__ABOUT THIS TASK__.
What you return must be every line below that includes the word "summarise".

Records excerpted from a collection:
- - - - -

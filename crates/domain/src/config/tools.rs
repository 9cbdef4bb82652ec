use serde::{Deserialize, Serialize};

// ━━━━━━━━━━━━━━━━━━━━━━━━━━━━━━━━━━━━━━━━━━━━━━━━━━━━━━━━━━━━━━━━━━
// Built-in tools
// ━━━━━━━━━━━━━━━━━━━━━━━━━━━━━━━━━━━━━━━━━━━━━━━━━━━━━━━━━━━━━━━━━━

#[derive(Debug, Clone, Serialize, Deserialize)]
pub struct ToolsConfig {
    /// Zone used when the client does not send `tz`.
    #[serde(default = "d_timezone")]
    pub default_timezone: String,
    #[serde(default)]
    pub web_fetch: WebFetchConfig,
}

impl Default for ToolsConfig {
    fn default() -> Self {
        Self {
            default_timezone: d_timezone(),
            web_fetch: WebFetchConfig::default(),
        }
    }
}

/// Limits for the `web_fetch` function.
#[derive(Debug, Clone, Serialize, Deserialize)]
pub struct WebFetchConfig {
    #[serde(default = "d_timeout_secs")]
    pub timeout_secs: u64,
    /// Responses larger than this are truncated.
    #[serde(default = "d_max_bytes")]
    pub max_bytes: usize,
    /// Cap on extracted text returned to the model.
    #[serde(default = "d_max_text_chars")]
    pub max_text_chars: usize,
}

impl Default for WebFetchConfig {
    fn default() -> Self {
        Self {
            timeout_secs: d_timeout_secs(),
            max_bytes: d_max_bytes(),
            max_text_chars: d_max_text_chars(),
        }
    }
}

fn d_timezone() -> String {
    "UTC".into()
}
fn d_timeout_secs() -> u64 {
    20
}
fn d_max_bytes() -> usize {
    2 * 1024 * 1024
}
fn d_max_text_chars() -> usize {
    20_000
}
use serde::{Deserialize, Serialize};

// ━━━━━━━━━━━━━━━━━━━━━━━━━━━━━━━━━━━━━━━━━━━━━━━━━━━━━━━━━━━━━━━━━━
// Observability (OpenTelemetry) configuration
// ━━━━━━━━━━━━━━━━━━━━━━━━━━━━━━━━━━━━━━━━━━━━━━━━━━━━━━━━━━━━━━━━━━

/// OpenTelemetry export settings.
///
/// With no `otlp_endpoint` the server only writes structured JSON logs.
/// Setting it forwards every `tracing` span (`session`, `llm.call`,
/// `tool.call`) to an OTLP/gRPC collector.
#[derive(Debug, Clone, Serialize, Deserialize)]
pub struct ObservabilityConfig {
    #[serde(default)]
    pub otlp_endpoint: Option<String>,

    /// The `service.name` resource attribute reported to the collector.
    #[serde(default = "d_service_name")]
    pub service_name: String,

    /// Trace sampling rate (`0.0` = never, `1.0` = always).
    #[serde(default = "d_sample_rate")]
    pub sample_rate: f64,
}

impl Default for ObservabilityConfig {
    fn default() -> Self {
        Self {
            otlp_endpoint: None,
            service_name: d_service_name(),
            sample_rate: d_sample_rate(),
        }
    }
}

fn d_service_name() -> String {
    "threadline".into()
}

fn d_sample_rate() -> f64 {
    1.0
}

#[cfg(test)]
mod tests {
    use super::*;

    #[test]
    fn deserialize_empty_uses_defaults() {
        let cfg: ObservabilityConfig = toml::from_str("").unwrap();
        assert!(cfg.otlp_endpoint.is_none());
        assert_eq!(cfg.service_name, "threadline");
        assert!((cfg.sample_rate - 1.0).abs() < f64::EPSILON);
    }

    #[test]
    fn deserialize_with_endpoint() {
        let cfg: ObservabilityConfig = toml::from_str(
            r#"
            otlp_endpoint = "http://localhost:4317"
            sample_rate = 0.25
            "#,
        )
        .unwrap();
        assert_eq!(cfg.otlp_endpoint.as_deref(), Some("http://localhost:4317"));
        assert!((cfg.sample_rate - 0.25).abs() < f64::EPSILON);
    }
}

- - - - -

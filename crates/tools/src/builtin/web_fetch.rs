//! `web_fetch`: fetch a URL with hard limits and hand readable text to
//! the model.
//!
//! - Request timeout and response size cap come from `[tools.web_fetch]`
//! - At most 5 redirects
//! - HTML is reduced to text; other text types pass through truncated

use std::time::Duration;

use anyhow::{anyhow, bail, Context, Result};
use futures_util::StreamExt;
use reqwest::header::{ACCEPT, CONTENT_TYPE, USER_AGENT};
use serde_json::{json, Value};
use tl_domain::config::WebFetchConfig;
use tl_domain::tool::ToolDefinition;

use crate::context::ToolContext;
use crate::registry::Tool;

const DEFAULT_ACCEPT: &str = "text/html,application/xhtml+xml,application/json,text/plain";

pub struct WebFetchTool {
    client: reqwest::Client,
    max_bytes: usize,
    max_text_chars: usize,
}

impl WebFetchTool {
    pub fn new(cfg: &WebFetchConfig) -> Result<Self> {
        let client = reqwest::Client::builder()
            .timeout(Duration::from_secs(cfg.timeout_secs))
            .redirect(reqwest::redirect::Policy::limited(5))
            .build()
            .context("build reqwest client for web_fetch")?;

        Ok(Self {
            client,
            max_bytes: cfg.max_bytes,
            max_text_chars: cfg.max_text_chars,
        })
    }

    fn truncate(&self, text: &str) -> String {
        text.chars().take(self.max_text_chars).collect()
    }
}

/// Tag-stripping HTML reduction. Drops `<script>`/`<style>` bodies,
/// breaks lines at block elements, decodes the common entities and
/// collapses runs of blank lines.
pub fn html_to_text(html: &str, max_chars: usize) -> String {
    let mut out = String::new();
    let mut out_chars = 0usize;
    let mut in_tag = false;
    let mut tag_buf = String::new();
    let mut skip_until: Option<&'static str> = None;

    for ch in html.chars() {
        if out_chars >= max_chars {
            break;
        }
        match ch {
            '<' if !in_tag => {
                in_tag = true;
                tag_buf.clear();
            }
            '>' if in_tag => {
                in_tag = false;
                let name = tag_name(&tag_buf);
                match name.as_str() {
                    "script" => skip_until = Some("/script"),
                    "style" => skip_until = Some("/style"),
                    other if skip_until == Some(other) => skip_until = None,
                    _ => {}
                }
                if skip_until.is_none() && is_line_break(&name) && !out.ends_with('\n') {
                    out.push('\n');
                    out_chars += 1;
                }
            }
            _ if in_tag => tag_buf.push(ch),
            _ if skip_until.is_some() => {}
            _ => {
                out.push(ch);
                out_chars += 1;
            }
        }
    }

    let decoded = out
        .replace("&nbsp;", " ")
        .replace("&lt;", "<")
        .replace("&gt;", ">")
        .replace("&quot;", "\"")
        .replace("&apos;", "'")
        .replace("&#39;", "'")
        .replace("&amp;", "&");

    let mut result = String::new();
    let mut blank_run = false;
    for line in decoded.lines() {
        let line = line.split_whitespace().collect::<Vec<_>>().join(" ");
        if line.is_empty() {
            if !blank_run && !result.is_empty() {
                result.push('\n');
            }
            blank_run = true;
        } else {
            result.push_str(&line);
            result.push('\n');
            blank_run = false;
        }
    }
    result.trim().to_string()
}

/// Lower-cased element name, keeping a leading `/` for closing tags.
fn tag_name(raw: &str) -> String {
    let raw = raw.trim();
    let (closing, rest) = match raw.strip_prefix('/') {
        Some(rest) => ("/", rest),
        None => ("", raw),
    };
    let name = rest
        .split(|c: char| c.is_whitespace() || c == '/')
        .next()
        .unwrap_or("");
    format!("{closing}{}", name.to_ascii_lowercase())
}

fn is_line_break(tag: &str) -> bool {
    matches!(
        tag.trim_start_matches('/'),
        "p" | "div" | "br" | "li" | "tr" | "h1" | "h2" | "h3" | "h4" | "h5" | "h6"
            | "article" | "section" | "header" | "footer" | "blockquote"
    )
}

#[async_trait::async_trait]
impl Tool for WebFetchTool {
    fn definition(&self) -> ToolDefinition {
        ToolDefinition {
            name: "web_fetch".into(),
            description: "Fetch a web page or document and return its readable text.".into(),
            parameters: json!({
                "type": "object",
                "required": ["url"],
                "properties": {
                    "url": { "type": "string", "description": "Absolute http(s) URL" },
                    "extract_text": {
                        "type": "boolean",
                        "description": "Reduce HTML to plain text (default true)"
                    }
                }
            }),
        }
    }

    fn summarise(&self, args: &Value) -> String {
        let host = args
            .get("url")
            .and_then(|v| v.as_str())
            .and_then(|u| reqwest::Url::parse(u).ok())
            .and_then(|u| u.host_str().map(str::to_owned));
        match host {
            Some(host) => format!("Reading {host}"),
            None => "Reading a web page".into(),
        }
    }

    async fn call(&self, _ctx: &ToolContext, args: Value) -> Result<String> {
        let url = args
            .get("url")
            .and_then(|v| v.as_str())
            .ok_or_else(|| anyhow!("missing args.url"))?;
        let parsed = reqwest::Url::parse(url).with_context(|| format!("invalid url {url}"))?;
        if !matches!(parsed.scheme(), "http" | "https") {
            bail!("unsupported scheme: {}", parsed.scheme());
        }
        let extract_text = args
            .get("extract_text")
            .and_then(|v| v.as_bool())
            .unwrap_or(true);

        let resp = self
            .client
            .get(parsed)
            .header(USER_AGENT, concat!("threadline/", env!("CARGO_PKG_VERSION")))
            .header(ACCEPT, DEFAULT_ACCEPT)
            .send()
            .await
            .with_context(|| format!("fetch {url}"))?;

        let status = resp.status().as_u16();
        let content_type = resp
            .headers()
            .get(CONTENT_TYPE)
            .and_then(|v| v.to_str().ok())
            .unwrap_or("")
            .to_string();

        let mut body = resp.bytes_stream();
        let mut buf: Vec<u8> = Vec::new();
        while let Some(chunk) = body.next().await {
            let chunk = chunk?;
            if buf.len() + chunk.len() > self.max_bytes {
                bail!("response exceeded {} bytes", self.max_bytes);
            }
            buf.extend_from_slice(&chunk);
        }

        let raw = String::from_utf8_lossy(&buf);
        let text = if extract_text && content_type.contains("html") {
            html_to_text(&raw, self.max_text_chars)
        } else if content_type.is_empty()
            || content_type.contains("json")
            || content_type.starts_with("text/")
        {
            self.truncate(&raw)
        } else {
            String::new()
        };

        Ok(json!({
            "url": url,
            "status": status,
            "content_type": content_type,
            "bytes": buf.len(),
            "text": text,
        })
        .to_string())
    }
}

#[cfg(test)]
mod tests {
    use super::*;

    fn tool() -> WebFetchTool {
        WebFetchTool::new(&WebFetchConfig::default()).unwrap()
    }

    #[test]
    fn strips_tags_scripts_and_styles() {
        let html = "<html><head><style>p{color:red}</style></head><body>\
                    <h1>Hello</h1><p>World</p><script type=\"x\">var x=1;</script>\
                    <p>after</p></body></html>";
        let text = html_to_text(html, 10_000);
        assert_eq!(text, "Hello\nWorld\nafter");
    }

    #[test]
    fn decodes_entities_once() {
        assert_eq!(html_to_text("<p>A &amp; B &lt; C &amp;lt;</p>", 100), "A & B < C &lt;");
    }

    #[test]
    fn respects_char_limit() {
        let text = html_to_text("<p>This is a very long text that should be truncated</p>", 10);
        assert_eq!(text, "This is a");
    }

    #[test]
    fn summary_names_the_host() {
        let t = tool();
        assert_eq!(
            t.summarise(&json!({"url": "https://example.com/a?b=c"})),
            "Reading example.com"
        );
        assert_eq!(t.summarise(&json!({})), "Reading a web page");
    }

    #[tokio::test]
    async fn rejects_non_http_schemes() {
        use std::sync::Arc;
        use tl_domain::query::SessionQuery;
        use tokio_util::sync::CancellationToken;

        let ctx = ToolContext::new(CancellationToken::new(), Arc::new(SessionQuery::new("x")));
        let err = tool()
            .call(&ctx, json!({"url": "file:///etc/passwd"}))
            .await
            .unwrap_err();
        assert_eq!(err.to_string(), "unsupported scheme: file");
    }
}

- - - - -

__RESPONSE TO THE TASK__.
    fn summarise(&self, args: &Value) -> String {
            t.summarise(&json!({"url": "https://example.com/a?b=c"})),
        assert_eq!(t.summarise(&json!({})), "Reading a web page");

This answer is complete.